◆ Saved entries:

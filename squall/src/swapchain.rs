// Swapchain management
//
// Owns the surface bound image ring and its recreation on resize or
// out-of-date results. The selection helpers are plain functions over
// the queried candidate lists so the policy is easy to verify.

use ash::extensions::khr;
use ash::vk;

use crate::device::Device;
use crate::{CreateInfo, PresentPreference, Result, SquallError};

use std::sync::Arc;

/// Bound on the acquire wait, in nanoseconds.
const ACQUIRE_TIMEOUT: u64 = 1_000_000_000;

/// choose a vkSurfaceFormatKHR for the vkSurfaceKHR
///
/// 8-bit sRGB BGRA is preferred; if the surface doesn't expose it we
/// take whatever it lists first.
pub fn select_surface_format(formats: &[vk::SurfaceFormatKHR]) -> Result<vk::SurfaceFormatKHR> {
    if formats.is_empty() {
        return Err(SquallError::INVALID_FORMAT);
    }

    Ok(formats
        .iter()
        .find(|fmt| {
            fmt.format == vk::Format::B8G8R8A8_SRGB
                && fmt.color_space == vk::ColorSpaceKHR::SRGB_NONLINEAR
        })
        .copied()
        .unwrap_or(formats[0]))
}

/// Pick the present mode.
///
/// Mailbox when preferred and available, FIFO otherwise. FIFO is
/// always supported so this cannot fail.
pub fn select_present_mode(
    modes: &[vk::PresentModeKHR],
    preference: PresentPreference,
) -> vk::PresentModeKHR {
    match preference {
        PresentPreference::Mailbox => modes
            .iter()
            .cloned()
            .find(|&mode| mode == vk::PresentModeKHR::MAILBOX)
            .unwrap_or(vk::PresentModeKHR::FIFO),
        PresentPreference::Fifo => vk::PresentModeKHR::FIFO,
    }
}

/// How many images the swapchain should hold: at least triple
/// buffered, never below the surface minimum, capped by the surface
/// maximum when one is reported.
pub fn select_image_count(caps: &vk::SurfaceCapabilitiesKHR) -> u32 {
    let mut count = caps.min_image_count.max(3);
    if caps.max_image_count > 0 && count > caps.max_image_count {
        count = caps.max_image_count;
    }
    count
}

/// Resolve the swapchain extent.
///
/// Normally the surface dictates it. The u32::MAX sentinel means the
/// surface defers to the window, so we clamp the framebuffer size
/// into the supported range.
pub fn select_extent(caps: &vk::SurfaceCapabilitiesKHR, fb_size: (u32, u32)) -> vk::Extent2D {
    if caps.current_extent.width != u32::MAX {
        return caps.current_extent;
    }

    vk::Extent2D {
        width: fb_size
            .0
            .max(caps.min_image_extent.width)
            .min(caps.max_image_extent.width),
        height: fb_size
            .1
            .max(caps.min_image_extent.height)
            .min(caps.max_image_extent.height),
    }
}

/// The swapchain and its image ring.
pub struct Swapchain {
    d_dev: Arc<Device>,

    // the actual surface (KHR extension)
    pub(crate) d_surface_loader: khr::Surface,
    pub(crate) d_surface: vk::SurfaceKHR,

    /// loads swapchain extension
    pub(crate) d_swapchain_loader: khr::Swapchain,
    /// the actual swapchain
    pub(crate) d_swapchain: vk::SwapchainKHR,

    pub(crate) d_surface_format: vk::SurfaceFormatKHR,
    pub(crate) d_present_mode: vk::PresentModeKHR,
    pub(crate) d_resolution: vk::Extent2D,

    /// a set of images belonging to swapchain
    pub(crate) d_images: Vec<vk::Image>,
    /// views describing how to access the images
    pub(crate) d_views: Vec<vk::ImageView>,
}

impl Swapchain {
    /// Build a new swapchain against `surface`.
    ///
    /// Ownership of the surface moves in here; it is destroyed with
    /// the swapchain.
    pub fn new(
        dev: Arc<Device>,
        surface_loader: khr::Surface,
        surface: vk::SurfaceKHR,
        info: &CreateInfo,
        fb_size: (u32, u32),
    ) -> Result<Self> {
        let formats = unsafe {
            surface_loader
                .get_physical_device_surface_formats(dev.pdev, surface)
                .or(Err(SquallError::INVALID_FORMAT))?
        };
        let modes = unsafe {
            surface_loader
                .get_physical_device_surface_present_modes(dev.pdev, surface)
                .or(Err(SquallError::COULD_NOT_CREATE_SWAPCHAIN))?
        };

        let surface_format = select_surface_format(&formats)?;
        let present_mode = select_present_mode(&modes, info.preferred_present_mode);

        let swapchain_loader = khr::Swapchain::new(&dev.inst.inst, &dev.dev);

        let mut ret = Self {
            d_dev: dev,
            d_surface_loader: surface_loader,
            d_surface: surface,
            d_swapchain_loader: swapchain_loader,
            d_swapchain: vk::SwapchainKHR::null(),
            d_surface_format: surface_format,
            d_present_mode: present_mode,
            d_resolution: vk::Extent2D::default(),
            d_images: Vec::new(),
            d_views: Vec::new(),
        };

        ret.create_swapchain(fb_size)?;
        ret.select_images_and_views()?;

        Ok(ret)
    }

    pub fn image_count(&self) -> usize {
        self.d_images.len()
    }

    pub fn extent(&self) -> vk::Extent2D {
        self.d_resolution
    }

    pub fn format(&self) -> vk::Format {
        self.d_surface_format.format
    }

    /// Populates this display with a new vkSwapchain
    ///
    /// The old swapchain is never handed to the create info; we rely
    /// on the device idle wait in the recreate path instead, which
    /// keeps ownership simple.
    fn create_swapchain(&mut self, fb_size: (u32, u32)) -> Result<()> {
        let caps = unsafe {
            self.d_surface_loader
                .get_physical_device_surface_capabilities(self.d_dev.pdev, self.d_surface)
                .or(Err(SquallError::COULD_NOT_CREATE_SWAPCHAIN))?
        };

        let desired_image_count = select_image_count(&caps);
        self.d_resolution = select_extent(&caps, fb_size);

        let transform = if caps
            .supported_transforms
            .contains(vk::SurfaceTransformFlagsKHR::IDENTITY)
        {
            vk::SurfaceTransformFlagsKHR::IDENTITY
        } else {
            caps.current_transform
        };

        // the swapchain image receives the blit from the draw image
        // and then the overlay pass renders into it directly
        let usage = vk::ImageUsageFlags::COLOR_ATTACHMENT | vk::ImageUsageFlags::TRANSFER_DST;

        let queue_families = [self.d_dev.graphics.family, self.d_dev.present.family];
        let mut create_info = vk::SwapchainCreateInfoKHR::builder()
            .surface(self.d_surface)
            .min_image_count(desired_image_count)
            .image_color_space(self.d_surface_format.color_space)
            .image_format(self.d_surface_format.format)
            .image_extent(self.d_resolution)
            .image_usage(usage)
            .pre_transform(transform)
            .composite_alpha(vk::CompositeAlphaFlagsKHR::OPAQUE)
            .present_mode(self.d_present_mode)
            .clipped(true)
            .image_array_layers(1)
            .old_swapchain(vk::SwapchainKHR::null());

        // exclusive when one family does both jobs, otherwise both
        // families share the images concurrently
        if self.d_dev.graphics.family == self.d_dev.present.family {
            create_info = create_info.image_sharing_mode(vk::SharingMode::EXCLUSIVE);
        } else {
            create_info = create_info
                .image_sharing_mode(vk::SharingMode::CONCURRENT)
                .queue_family_indices(&queue_families);
        }

        self.d_swapchain = unsafe {
            self.d_swapchain_loader
                .create_swapchain(&create_info, None)
                .or(Err(SquallError::COULD_NOT_CREATE_SWAPCHAIN))?
        };

        log::debug!(
            "Created swapchain: {}x{} {:?} {:?}",
            self.d_resolution.width,
            self.d_resolution.height,
            self.d_surface_format.format,
            self.d_present_mode
        );

        Ok(())
    }

    /// Get the vkImages for the swapchain, and create vkImageViews
    /// for them.
    fn select_images_and_views(&mut self) -> Result<()> {
        let images = unsafe {
            self.d_swapchain_loader
                .get_swapchain_images(self.d_swapchain)
                .or(Err(SquallError::COULD_NOT_CREATE_IMAGE))?
        };

        let mut image_views = Vec::new();
        for image in images.iter() {
            let create_info = vk::ImageViewCreateInfo::builder()
                .view_type(vk::ImageViewType::TYPE_2D)
                .format(self.d_surface_format.format)
                .subresource_range(vk::ImageSubresourceRange {
                    aspect_mask: vk::ImageAspectFlags::COLOR,
                    base_mip_level: 0,
                    level_count: 1,
                    base_array_layer: 0,
                    layer_count: 1,
                })
                .image(*image)
                .build();

            unsafe {
                image_views.push(
                    self.d_dev
                        .dev
                        .create_image_view(&create_info, None)
                        .or(Err(SquallError::COULD_NOT_CREATE_IMAGE))?,
                );
            }
        }

        self.d_images = images;
        self.d_views = image_views;

        Ok(())
    }

    /// Tear down all the swapchain-dependent objects we created.
    fn destroy_swapchain(&mut self) {
        unsafe {
            for view in self.d_views.drain(..) {
                self.d_dev.dev.destroy_image_view(view, None);
            }

            self.d_swapchain_loader
                .destroy_swapchain(self.d_swapchain, None);
            self.d_swapchain = vk::SwapchainKHR::null();
        }
    }

    /// Recreate our swapchain.
    ///
    /// This will be done on VK_ERROR_OUT_OF_DATE_KHR or when the
    /// window system signals a resize. All in-flight work is drained
    /// first so the old images can go away safely.
    pub fn recreate(&mut self, fb_size: (u32, u32)) -> Result<()> {
        self.d_dev.wait_idle();

        self.destroy_swapchain();
        self.create_swapchain(fb_size)?;
        self.select_images_and_views()?;

        Ok(())
    }

    /// Acquire the next image to render into.
    ///
    /// `sema` is the frame's image-available semaphore. Returns the
    /// image index plus whether the surface reported suboptimal, in
    /// which case the caller finishes the frame but schedules a
    /// recreate.
    pub fn acquire(&mut self, sema: vk::Semaphore) -> Result<(u32, bool)> {
        unsafe {
            match self.d_swapchain_loader.acquire_next_image(
                self.d_swapchain,
                ACQUIRE_TIMEOUT,
                sema,
                vk::Fence::null(),
            ) {
                Ok((index, suboptimal)) => Ok((index, suboptimal)),
                Err(vk::Result::ERROR_OUT_OF_DATE_KHR) => Err(SquallError::OUT_OF_DATE),
                Err(vk::Result::SUBOPTIMAL_KHR) => Err(SquallError::OUT_OF_DATE),
                Err(vk::Result::TIMEOUT) => Err(SquallError::COULD_NOT_ACQUIRE_NEXT_IMAGE),
                Err(vk::Result::ERROR_DEVICE_LOST) => Err(SquallError::DEVICE_LOST),
                Err(_) => Err(SquallError::COULD_NOT_ACQUIRE_NEXT_IMAGE),
            }
        }
    }

    /// Present `index` to the screen.
    ///
    /// Waits on the frame's render-finished semaphore. A suboptimal
    /// result comes back as OUT_OF_DATE so the driver schedules a
    /// recreate for the next frame boundary.
    pub fn present(&mut self, index: u32, wait_sema: vk::Semaphore) -> Result<()> {
        let wait_semas = [wait_sema];
        let swapchains = [self.d_swapchain];
        let indices = [index];
        let info = vk::PresentInfoKHR::builder()
            .wait_semaphores(&wait_semas)
            .swapchains(&swapchains)
            .image_indices(&indices);

        unsafe {
            match self
                .d_swapchain_loader
                .queue_present(self.d_dev.present.queue, &info)
            {
                Ok(false) => Ok(()),
                // VK_SUBOPTIMAL_KHR is a success code, but we still
                // want a recreate out of it
                Ok(true) => Err(SquallError::OUT_OF_DATE),
                Err(vk::Result::ERROR_OUT_OF_DATE_KHR) => Err(SquallError::OUT_OF_DATE),
                Err(vk::Result::SUBOPTIMAL_KHR) => Err(SquallError::OUT_OF_DATE),
                Err(vk::Result::ERROR_DEVICE_LOST) => Err(SquallError::DEVICE_LOST),
                Err(_) => Err(SquallError::PRESENT_FAILED),
            }
        }
    }
}

impl Drop for Swapchain {
    fn drop(&mut self) {
        self.d_dev.wait_idle();
        self.destroy_swapchain();
        unsafe {
            self.d_surface_loader.destroy_surface(self.d_surface, None);
        }
    }
}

◆ Task objective: Which lines in the data above hold the string "SurfaceTransformFlagsKHR"? Return each of them.

◆ The answer:
            .contains(vk::SurfaceTransformFlagsKHR::IDENTITY)
            vk::SurfaceTransformFlagsKHR::IDENTITY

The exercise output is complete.